> THE INPUT
-------
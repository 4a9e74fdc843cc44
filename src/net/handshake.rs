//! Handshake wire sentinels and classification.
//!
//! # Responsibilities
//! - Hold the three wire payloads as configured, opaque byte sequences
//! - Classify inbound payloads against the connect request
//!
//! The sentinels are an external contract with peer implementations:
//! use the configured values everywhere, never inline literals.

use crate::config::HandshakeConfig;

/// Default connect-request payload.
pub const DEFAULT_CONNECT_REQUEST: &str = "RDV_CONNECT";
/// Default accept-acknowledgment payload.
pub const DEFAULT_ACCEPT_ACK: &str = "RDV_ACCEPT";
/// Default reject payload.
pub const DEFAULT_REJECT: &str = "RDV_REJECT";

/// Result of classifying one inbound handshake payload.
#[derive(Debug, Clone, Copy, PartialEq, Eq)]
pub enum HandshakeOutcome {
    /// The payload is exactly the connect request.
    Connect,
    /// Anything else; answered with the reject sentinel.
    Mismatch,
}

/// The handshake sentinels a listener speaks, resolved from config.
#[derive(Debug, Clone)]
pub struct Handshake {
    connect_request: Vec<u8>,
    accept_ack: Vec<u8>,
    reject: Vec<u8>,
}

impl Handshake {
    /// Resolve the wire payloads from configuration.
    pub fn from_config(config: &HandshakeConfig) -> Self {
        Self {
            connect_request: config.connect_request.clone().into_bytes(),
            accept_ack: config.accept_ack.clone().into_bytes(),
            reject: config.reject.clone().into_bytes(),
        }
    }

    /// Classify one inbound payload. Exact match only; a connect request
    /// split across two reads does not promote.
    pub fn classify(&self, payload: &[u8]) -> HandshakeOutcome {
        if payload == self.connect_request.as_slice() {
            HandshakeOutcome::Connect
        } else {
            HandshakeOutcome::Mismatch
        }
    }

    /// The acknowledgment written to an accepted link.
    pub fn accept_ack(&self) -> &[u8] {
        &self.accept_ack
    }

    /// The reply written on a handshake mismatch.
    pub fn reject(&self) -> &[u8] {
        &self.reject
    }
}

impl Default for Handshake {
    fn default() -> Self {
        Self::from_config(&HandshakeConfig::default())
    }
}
-------
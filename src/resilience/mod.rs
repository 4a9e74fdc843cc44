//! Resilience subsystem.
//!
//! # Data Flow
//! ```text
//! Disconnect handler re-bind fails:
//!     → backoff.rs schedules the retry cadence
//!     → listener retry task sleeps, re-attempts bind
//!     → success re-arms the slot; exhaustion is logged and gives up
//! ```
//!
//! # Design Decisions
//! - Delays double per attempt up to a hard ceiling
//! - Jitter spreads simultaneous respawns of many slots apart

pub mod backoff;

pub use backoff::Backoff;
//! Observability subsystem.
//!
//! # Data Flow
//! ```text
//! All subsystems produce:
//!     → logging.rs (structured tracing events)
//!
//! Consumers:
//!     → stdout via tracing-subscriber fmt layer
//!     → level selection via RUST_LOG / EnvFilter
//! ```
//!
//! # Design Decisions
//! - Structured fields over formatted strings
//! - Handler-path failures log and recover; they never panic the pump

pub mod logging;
-------
> WORK REQUEST
Check all the records above and select each line where the string "tracing" is found.

> WRITTEN SOLUTION
//!     → logging.rs (structured tracing events)
//!     → stdout via tracing-subscriber fmt layer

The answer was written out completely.